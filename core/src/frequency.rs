use crate::dictionary::Dictionary;
use crate::TermId;
use serde::{Deserialize, Serialize};
use std::collections::HashMap;

/// Sparse term-id -> count table for one document. Every stored count is >= 1.
#[derive(Debug, Clone, Default, PartialEq, Eq, Serialize, Deserialize)]
pub struct TermFrequencies {
    counts: HashMap<TermId, u32>,
}

impl TermFrequencies {
    pub fn new() -> Self {
        Self::default()
    }

    fn add(&mut self, id: TermId) {
        *self.counts.entry(id).or_insert(0) += 1;
    }

    /// `None` when the term does not occur in this document.
    pub fn get(&self, id: TermId) -> Option<u32> {
        self.counts.get(&id).copied()
    }

    pub fn contains(&self, id: TermId) -> bool {
        self.counts.contains_key(&id)
    }

    /// Number of distinct terms.
    pub fn len(&self) -> usize {
        self.counts.len()
    }

    pub fn is_empty(&self) -> bool {
        self.counts.is_empty()
    }

    /// Sum of all counts, i.e. the document length in tokens.
    pub fn total(&self) -> u64 {
        self.counts.values().map(|&c| c as u64).sum()
    }

    pub fn iter(&self) -> impl Iterator<Item = (TermId, u32)> + '_ {
        self.counts.iter().map(|(&id, &count)| (id, count))
    }
}

/// One table per document, in document order.
pub fn build_frequency_tables<S: AsRef<str>>(dictionary: &Dictionary, texts: &[Vec<S>]) -> Vec<TermFrequencies> {
    texts
        .iter()
        .enumerate()
        .map(|(doc, text)| {
            let mut table = TermFrequencies::new();
            for term in text {
                let term: &str = term.as_ref();
                match dictionary.id_of(term) {
                    Some(id) => table.add(id),
                    None => tracing::warn!(doc, term, "term missing from dictionary"),
                }
            }
            table
        })
        .collect()
}

#[cfg(test)]
mod tests {
    use super::*;

    #[test]
    fn counts_per_document() {
        let texts = vec![vec!["a", "b", "a"], vec!["b"], vec![]];
        let d = Dictionary::build(&texts);
        let tables = build_frequency_tables(&d, &texts);
        assert_eq!(tables.len(), 3);
        let a = d.id_of("a").unwrap();
        let b = d.id_of("b").unwrap();
        assert_eq!(tables[0].get(a), Some(2));
        assert_eq!(tables[0].get(b), Some(1));
        assert_eq!(tables[0].total(), 3);
        assert_eq!(tables[1].get(a), None);
        assert!(tables[2].is_empty());
    }

    #[test]
    fn counts_are_never_zero() {
        let texts = vec![vec!["x", "y", "x", "z"], vec!["z", "z"]];
        let d = Dictionary::build(&texts);
        for table in build_frequency_tables(&d, &texts) {
            assert!(table.iter().all(|(_, c)| c > 0));
        }
    }
}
______
— Activity —
Starting at the line that contains "pub fn total(&self)" and stopping after the line that contains "assert_eq!(tables.len(), 3);", write out every line exactly as it appears above, and no other line.

— Expected answer —
    pub fn total(&self) -> u64 {
        self.counts.values().map(|&c| c as u64).sum()
    }

    pub fn iter(&self) -> impl Iterator<Item = (TermId, u32)> + '_ {
        self.counts.iter().map(|(&id, &count)| (id, count))
    }
}

/// One table per document, in document order.
pub fn build_frequency_tables<S: AsRef<str>>(dictionary: &Dictionary, texts: &[Vec<S>]) -> Vec<TermFrequencies> {
    texts
        .iter()
        .enumerate()
        .map(|(doc, text)| {
            let mut table = TermFrequencies::new();
            for term in text {
                let term: &str = term.as_ref();
                match dictionary.id_of(term) {
                    Some(id) => table.add(id),
                    None => tracing::warn!(doc, term, "term missing from dictionary"),
                }
            }
            table
        })
        .collect()
}

#[cfg(test)]
mod tests {
    use super::*;

    #[test]
    fn counts_per_document() {
        let texts = vec![vec!["a", "b", "a"], vec!["b"], vec![]];
        let d = Dictionary::build(&texts);
        let tables = build_frequency_tables(&d, &texts);
        assert_eq!(tables.len(), 3);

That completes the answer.